[Listed records]
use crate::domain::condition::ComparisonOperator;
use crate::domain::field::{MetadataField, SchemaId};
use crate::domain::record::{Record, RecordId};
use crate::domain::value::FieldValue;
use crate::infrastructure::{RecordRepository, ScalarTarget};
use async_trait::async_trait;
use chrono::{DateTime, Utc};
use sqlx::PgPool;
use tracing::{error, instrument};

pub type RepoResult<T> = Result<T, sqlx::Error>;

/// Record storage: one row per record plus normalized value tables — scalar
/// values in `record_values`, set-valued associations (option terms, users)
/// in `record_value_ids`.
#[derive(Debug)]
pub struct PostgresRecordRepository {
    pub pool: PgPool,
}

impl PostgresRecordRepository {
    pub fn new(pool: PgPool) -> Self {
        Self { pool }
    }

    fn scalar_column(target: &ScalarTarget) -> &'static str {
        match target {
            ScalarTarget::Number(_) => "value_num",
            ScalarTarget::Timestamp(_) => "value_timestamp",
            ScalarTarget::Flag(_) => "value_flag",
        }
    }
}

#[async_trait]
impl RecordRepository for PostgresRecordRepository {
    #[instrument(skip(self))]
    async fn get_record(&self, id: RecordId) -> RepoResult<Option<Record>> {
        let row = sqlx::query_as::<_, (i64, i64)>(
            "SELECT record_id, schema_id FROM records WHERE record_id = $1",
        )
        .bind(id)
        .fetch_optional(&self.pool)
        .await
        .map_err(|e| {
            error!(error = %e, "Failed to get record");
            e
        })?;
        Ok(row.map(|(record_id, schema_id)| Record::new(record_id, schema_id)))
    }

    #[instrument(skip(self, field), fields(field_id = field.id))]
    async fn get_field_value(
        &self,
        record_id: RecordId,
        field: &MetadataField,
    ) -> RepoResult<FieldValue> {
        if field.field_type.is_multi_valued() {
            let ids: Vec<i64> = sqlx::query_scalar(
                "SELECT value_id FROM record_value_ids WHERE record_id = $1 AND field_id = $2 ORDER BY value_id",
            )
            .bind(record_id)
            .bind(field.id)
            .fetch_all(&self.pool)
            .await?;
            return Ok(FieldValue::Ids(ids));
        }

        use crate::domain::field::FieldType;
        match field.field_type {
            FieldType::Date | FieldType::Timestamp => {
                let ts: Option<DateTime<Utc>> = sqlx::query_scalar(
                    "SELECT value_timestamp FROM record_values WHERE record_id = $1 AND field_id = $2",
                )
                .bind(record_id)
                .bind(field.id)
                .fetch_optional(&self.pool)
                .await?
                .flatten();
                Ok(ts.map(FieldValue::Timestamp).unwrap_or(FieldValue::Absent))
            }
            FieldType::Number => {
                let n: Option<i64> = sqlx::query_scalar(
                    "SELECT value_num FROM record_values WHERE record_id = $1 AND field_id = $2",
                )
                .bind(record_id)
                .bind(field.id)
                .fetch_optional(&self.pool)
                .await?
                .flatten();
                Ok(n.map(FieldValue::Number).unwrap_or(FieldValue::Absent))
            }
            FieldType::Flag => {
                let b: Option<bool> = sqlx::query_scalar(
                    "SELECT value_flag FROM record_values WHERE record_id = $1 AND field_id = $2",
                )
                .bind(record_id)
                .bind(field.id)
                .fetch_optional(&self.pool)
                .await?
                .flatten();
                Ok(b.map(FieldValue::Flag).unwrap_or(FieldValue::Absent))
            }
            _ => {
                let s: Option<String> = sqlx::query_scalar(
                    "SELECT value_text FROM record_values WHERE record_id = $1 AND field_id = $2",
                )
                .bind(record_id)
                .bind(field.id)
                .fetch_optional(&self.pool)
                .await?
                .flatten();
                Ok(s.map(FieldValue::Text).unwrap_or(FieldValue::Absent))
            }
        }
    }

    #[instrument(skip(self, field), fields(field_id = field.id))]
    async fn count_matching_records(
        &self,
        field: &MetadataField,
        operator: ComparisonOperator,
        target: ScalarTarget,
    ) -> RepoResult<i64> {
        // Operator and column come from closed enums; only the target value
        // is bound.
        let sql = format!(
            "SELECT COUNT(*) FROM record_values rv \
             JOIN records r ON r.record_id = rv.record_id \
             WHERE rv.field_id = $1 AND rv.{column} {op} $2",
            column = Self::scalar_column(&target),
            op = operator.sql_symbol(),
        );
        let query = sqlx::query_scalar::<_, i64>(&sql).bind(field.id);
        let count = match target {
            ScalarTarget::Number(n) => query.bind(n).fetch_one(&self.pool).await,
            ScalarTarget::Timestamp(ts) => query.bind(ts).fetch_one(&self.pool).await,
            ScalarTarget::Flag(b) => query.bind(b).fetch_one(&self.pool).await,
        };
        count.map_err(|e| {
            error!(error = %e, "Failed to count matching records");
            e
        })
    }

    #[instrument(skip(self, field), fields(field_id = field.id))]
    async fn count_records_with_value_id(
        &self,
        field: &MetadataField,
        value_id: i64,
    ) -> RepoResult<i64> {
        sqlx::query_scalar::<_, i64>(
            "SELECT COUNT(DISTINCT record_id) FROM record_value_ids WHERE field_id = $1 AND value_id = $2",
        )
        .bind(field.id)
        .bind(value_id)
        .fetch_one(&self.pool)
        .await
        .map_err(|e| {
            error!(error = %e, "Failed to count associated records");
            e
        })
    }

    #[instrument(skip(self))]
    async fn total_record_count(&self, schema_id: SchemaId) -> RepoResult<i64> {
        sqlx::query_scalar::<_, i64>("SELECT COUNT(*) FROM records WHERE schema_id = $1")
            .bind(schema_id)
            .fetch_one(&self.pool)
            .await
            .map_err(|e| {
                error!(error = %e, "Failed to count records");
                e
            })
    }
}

* * *

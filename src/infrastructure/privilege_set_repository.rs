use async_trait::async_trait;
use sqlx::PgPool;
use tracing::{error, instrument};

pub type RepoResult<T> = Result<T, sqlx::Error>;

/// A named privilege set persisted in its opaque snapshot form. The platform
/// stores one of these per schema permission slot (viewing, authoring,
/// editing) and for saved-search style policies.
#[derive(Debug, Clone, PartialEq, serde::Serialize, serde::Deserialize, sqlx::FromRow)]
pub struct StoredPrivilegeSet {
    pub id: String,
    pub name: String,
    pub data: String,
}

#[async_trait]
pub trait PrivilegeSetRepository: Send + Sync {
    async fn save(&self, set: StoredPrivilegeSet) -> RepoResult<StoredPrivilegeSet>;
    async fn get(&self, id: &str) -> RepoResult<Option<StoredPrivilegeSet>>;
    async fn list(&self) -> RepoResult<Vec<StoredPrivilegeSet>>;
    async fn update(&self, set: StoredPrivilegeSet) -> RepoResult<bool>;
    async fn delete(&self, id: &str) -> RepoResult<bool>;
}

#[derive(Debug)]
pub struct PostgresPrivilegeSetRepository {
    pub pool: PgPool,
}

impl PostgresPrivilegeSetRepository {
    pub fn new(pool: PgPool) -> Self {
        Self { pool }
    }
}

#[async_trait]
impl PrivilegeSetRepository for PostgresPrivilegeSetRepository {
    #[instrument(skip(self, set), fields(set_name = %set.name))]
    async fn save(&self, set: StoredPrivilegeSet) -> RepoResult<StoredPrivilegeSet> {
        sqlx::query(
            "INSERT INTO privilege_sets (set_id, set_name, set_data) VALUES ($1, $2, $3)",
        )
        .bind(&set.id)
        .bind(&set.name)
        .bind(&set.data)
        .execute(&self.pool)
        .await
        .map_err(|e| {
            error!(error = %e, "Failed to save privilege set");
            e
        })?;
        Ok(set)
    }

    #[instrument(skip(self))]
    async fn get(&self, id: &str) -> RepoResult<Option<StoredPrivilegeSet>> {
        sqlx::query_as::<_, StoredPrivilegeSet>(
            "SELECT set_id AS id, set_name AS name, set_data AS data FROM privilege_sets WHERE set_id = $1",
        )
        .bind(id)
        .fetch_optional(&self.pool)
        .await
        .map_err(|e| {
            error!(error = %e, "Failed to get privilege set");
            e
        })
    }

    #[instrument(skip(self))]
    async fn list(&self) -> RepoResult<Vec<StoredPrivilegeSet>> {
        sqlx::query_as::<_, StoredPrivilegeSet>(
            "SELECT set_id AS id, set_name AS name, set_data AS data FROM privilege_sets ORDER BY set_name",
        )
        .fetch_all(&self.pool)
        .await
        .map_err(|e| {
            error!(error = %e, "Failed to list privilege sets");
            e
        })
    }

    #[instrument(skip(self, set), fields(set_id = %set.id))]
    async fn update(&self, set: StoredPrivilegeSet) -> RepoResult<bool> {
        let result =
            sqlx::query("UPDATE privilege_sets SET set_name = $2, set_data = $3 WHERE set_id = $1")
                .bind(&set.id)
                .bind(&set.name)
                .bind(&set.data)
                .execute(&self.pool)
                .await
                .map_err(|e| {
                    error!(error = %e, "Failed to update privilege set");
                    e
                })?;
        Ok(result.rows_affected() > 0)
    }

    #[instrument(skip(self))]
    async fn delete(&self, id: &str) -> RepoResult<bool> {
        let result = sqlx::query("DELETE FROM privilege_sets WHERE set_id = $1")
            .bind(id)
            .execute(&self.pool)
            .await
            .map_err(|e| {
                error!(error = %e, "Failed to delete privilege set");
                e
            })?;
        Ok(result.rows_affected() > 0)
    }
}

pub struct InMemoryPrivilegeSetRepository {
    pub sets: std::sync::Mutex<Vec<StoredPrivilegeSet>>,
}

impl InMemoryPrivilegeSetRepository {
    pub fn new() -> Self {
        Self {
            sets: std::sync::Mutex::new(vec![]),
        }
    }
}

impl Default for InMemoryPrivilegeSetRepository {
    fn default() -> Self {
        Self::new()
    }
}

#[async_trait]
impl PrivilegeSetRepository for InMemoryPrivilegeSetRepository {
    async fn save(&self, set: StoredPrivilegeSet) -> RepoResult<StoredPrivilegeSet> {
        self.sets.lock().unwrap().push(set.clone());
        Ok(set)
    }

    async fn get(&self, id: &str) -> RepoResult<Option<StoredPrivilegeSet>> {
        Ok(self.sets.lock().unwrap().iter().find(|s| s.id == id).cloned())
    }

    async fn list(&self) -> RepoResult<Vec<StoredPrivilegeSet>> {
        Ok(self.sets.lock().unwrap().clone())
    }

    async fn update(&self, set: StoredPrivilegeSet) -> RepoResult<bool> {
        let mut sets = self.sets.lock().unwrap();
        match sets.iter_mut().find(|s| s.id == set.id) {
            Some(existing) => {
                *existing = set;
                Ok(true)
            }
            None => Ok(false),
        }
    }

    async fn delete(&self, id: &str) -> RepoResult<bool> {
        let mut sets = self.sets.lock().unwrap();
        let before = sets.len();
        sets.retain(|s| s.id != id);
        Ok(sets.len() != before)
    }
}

...

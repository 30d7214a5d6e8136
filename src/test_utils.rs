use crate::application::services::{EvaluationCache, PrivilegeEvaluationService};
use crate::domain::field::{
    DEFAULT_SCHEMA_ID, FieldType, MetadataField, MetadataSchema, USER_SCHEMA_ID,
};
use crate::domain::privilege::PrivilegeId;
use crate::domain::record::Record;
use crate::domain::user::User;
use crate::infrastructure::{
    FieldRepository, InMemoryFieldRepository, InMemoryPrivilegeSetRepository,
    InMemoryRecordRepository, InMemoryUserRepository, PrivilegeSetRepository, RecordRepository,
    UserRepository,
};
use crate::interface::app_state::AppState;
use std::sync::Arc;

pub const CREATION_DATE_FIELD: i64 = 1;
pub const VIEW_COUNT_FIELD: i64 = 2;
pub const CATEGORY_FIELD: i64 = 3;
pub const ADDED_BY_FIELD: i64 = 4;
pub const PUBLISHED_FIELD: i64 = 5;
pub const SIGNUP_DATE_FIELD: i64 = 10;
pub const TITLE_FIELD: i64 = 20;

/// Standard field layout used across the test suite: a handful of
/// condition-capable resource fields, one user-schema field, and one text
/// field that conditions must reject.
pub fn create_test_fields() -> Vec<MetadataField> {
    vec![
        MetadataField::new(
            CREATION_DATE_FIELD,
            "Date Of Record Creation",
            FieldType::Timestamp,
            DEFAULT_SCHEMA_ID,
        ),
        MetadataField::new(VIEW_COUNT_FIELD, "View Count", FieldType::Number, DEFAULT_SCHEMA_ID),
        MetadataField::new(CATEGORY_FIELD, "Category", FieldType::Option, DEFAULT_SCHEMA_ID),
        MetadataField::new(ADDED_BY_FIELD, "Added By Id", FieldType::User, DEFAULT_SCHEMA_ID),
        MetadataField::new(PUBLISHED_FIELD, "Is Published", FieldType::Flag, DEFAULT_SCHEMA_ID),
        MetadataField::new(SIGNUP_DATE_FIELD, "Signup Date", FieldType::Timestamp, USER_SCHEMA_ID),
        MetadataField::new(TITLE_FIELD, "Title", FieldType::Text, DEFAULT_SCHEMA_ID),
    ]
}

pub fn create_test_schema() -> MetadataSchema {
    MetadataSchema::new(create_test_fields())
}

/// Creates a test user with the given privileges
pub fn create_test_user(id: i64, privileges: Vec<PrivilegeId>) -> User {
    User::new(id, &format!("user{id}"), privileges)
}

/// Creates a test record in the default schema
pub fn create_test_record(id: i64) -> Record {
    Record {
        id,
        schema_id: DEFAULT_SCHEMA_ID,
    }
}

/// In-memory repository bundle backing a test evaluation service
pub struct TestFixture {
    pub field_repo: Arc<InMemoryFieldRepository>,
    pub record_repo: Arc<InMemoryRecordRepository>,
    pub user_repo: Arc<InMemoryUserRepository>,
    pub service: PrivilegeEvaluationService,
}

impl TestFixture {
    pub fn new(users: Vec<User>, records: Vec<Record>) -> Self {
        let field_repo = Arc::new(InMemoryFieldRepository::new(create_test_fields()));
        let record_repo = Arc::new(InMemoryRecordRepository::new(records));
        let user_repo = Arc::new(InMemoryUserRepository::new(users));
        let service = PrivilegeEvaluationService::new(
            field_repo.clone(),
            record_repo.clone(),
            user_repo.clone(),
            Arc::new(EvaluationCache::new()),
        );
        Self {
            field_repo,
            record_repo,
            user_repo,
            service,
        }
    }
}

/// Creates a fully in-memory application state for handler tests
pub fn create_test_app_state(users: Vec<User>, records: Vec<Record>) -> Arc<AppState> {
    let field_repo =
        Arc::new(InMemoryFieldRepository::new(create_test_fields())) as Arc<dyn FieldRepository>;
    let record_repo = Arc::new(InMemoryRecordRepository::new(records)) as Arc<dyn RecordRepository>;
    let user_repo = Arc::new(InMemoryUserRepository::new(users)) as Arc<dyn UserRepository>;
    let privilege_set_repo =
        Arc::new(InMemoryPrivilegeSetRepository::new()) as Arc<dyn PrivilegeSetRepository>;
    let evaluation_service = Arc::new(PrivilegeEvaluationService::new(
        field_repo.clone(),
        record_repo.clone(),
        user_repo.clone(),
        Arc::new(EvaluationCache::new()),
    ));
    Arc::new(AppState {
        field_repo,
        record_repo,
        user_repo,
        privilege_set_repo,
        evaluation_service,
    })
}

[Task details]
Scan the material above for lines holding "RecordId" and copy each of them.

[Answer space]
use crate::domain::record::{Record, RecordId};
    async fn get_record(&self, id: RecordId) -> RepoResult<Option<Record>> {
        record_id: RecordId,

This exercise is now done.